VMWare: Windows & Co braucht bald keiner mehr
Wie Paul Harapin, Managing Director von VMWare für Australien und Neuseeland, gegenüber dem Branchendienst ITWire erklärte, werden Windows und andere große Betriebssysteme schon jetzt immer häufiger durch virtualisierte Lösungen ersetzt, die auf einer stark abgespeckten Linux-Basis laufen.
Künftig würden die Softwarehersteller verstärkt auf ein quelloffenes Betriebssystem wie Linux setzen, alles für sie unnötige entfernen und entsprechende Anpassungen für ihre Anwendungen vornehmen. Dann werde die Software zu einem Paket geschnürt und an den Kunden weitergegeben, der sie dann nur noch auf seinen Systemen starten muss.
Sollte es Probleme geben, würde das Betriebssystem als Fehlerquelle wegfallen, da der Kunde nur noch den jeweiligen Softwarehersteller kontaktieren muss. Dieser könne dann anhand eines Abbildes der jeweiligen Virtuellen Maschine auf Fehlersuche gehen, das Problem beheben und dem Kunden die VM in bereinigter Form wieder zukommen lassen.

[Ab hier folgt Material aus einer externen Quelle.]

// Copyright (c) 2025 Soumyadip Sarkar.
// All rights reserved.
//
// This source code is licensed under the license found in the
// LICENSE file in the root directory of this source tree.

use chrono::{DateTime, NaiveDate, Utc};
use rust_decimal::Decimal;
use serde::{Deserialize, Serialize};
use std::fmt;
use std::str::FromStr;

#[derive(Debug, Clone, Copy, PartialEq, Eq, Hash, Serialize, Deserialize)]
pub enum PaymentMode {
    #[serde(rename = "UPI")]
    Upi,
    Cash,
    Card,
    Netbanking,
}

impl PaymentMode {
    pub const ALL: [PaymentMode; 4] = [
        PaymentMode::Upi,
        PaymentMode::Cash,
        PaymentMode::Card,
        PaymentMode::Netbanking,
    ];

    pub fn as_str(&self) -> &'static str {
        match self {
            PaymentMode::Upi => "UPI",
            PaymentMode::Cash => "Cash",
            PaymentMode::Card => "Card",
            PaymentMode::Netbanking => "Netbanking",
        }
    }
}

impl fmt::Display for PaymentMode {
    fn fmt(&self, f: &mut fmt::Formatter<'_>) -> fmt::Result {
        f.write_str(self.as_str())
    }
}

impl FromStr for PaymentMode {
    type Err = String;

    fn from_str(s: &str) -> Result<Self, Self::Err> {
        match s.trim().to_lowercase().as_str() {
            "upi" => Ok(PaymentMode::Upi),
            "cash" => Ok(PaymentMode::Cash),
            "card" => Ok(PaymentMode::Card),
            "netbanking" | "net-banking" | "net banking" => Ok(PaymentMode::Netbanking),
            other => Err(format!(
                "Unknown payment mode '{}', expected UPI|Cash|Card|Netbanking",
                other
            )),
        }
    }
}

/// A single spend record. `quick` is derived from the merchant at capture time;
/// `synced` is only ever set by reconciliation.
#[derive(Debug, Clone, PartialEq, Serialize, Deserialize)]
pub struct Expense {
    pub id: String,
    pub amount: Decimal,
    pub mode: PaymentMode,
    pub merchant: String,
    pub category: String,
    #[serde(default, skip_serializing_if = "Option::is_none")]
    pub note: Option<String>,
    pub timestamp: DateTime<Utc>,
    #[serde(default)]
    pub quick: bool,
    #[serde(default)]
    pub synced: bool,
}

/// Raw form input for a new expense, before validation.
#[derive(Debug, Clone, Default)]
pub struct ExpenseDraft {
    pub amount: Decimal,
    pub mode: Option<PaymentMode>,
    pub merchant: Option<String>,
    pub category: Option<String>,
    pub note: Option<String>,
}

#[derive(Debug, Clone, Serialize, Deserialize, PartialEq)]
#[serde(default)]
pub struct Settings {
    pub upi_daily_limit: Decimal,
    #[serde(skip_serializing_if = "Option::is_none")]
    pub last_added_id: Option<String>,
}

impl Default for Settings {
    fn default() -> Self {
        Self {
            upi_daily_limit: Decimal::from(400),
            last_added_id: None,
        }
    }
}

/// Everything stored under one profile or user key.
#[derive(Debug, Clone, Default, Serialize, Deserialize, PartialEq)]
pub struct SlotData {
    #[serde(default)]
    pub expenses: Vec<Expense>,
    #[serde(default)]
    pub settings: Settings,
}

#[derive(Debug, Clone, Copy, PartialEq, Eq, Hash, PartialOrd, Ord, Serialize, Deserialize)]
pub enum InvestmentType {
    #[serde(rename = "Equity Stocks")]
    Equity,
    #[serde(rename = "Mutual Funds & SIP")]
    MutualFund,
    #[serde(rename = "NPS (Tier 1)")]
    NpsTier1,
    #[serde(rename = "NPS (Tier 2)")]
    NpsTier2,
    #[serde(rename = "EPF")]
    Epf,
    #[serde(rename = "PPF")]
    Ppf,
    #[serde(rename = "Fixed Deposit")]
    FixedDeposit,
    #[serde(rename = "Recurring Deposit")]
    RecurringDeposit,
    #[serde(rename = "Gold/Commodities")]
    Gold,
    #[serde(rename = "Crypto/Digital")]
    Crypto,
}

impl InvestmentType {
    pub const ALL: [InvestmentType; 10] = [
        InvestmentType::Equity,
        InvestmentType::MutualFund,
        InvestmentType::NpsTier1,
        InvestmentType::NpsTier2,
        InvestmentType::Epf,
        InvestmentType::Ppf,
        InvestmentType::FixedDeposit,
        InvestmentType::RecurringDeposit,
        InvestmentType::Gold,
        InvestmentType::Crypto,
    ];

    pub fn label(&self) -> &'static str {
        match self {
            InvestmentType::Equity => "Equity Stocks",
            InvestmentType::MutualFund => "Mutual Funds & SIP",
            InvestmentType::NpsTier1 => "NPS (Tier 1)",
            InvestmentType::NpsTier2 => "NPS (Tier 2)",
            InvestmentType::Epf => "EPF",
            InvestmentType::Ppf => "PPF",
            InvestmentType::FixedDeposit => "Fixed Deposit",
            InvestmentType::RecurringDeposit => "Recurring Deposit",
            InvestmentType::Gold => "Gold/Commodities",
            InvestmentType::Crypto => "Crypto/Digital",
        }
    }

    pub fn slug(&self) -> &'static str {
        match self {
            InvestmentType::Equity => "equity",
            InvestmentType::MutualFund => "mf",
            InvestmentType::NpsTier1 => "nps1",
            InvestmentType::NpsTier2 => "nps2",
            InvestmentType::Epf => "epf",
            InvestmentType::Ppf => "ppf",
            InvestmentType::FixedDeposit => "fd",
            InvestmentType::RecurringDeposit => "rd",
            InvestmentType::Gold => "gold",
            InvestmentType::Crypto => "crypto",
        }
    }

    pub fn emoji(&self) -> &'static str {
        match self {
            InvestmentType::Equity => "📈",
            InvestmentType::MutualFund => "💰",
            InvestmentType::NpsTier1 => "🏦",
            InvestmentType::NpsTier2 => "💳",
            InvestmentType::Epf => "👨‍💼",
            InvestmentType::Ppf => "👨‍🌾",
            InvestmentType::FixedDeposit => "🏛️",
            InvestmentType::RecurringDeposit => "🔄",
            InvestmentType::Gold => "🥇",
            InvestmentType::Crypto => "₿",
        }
    }
}

impl fmt::Display for InvestmentType {
    fn fmt(&self, f: &mut fmt::Formatter<'_>) -> fmt::Result {
        f.write_str(self.label())
    }
}

impl FromStr for InvestmentType {
    type Err = String;

    fn from_str(s: &str) -> Result<Self, Self::Err> {
        let needle = s.trim().to_lowercase();
        let alias = match needle.as_str() {
            "stocks" | "stock" => Some(InvestmentType::Equity),
            "sip" | "mutual-fund" | "mutual fund" => Some(InvestmentType::MutualFund),
            "gold/commodities" | "commodities" => Some(InvestmentType::Gold),
            _ => None,
        };
        if let Some(t) = alias {
            return Ok(t);
        }
        InvestmentType::ALL
            .into_iter()
            .find(|t| t.slug() == needle || t.label().to_lowercase() == needle)
            .ok_or_else(|| {
                let slugs: Vec<&str> = InvestmentType::ALL.iter().map(|t| t.slug()).collect();
                format!("Unknown investment type '{}', expected one of {}", s, slugs.join("|"))
            })
    }
}

#[derive(Debug, Clone, PartialEq, Serialize, Deserialize)]
pub struct Investment {
    pub id: String,
    #[serde(rename = "type")]
    pub kind: InvestmentType,
    pub name: String,
    pub amount: Decimal,
    pub current_value: Decimal,
    pub expected_return: Decimal,
    pub date: NaiveDate,
    #[serde(default, skip_serializing_if = "Option::is_none")]
    pub notes: Option<String>,
}

impl Investment {
    pub fn gain(&self) -> Decimal {
        self.current_value - self.amount
    }

    pub fn gain_pct(&self) -> Decimal {
        if self.amount.is_zero() {
            Decimal::ZERO
        } else {
            self.gain() / self.amount * Decimal::ONE_HUNDRED
        }
    }
}

#[derive(Debug, Clone)]
pub struct InvestmentDraft {
    pub kind: InvestmentType,
    pub name: Option<String>,
    pub amount: Decimal,
    pub current_value: Decimal,
    pub expected_return: Decimal,
    pub date: NaiveDate,
    pub notes: Option<String>,
}

/// Identity handed back by the hosted auth service. Only the id and email are
/// read; the token is replayed as a bearer credential.
#[derive(Debug, Clone, PartialEq, Serialize, Deserialize)]
pub struct Session {
    pub user_id: String,
    pub email: Option<String>,
    pub access_token: String,
}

Für Harapin und VMWare sieht so die Zukunft aus. Man werde durch die Möglichkeiten der Virtualisierung einfach keine großen kommerziellen Betriebssysteme von Microsoft oder jedwedem anderen Anbieter mehr kaufen müssen. Microsoft bietet mit Hyper-V ebenfalls eine eigene Virtualisierungslösung an, deren Basis aber immer Windows Server 2008 ist.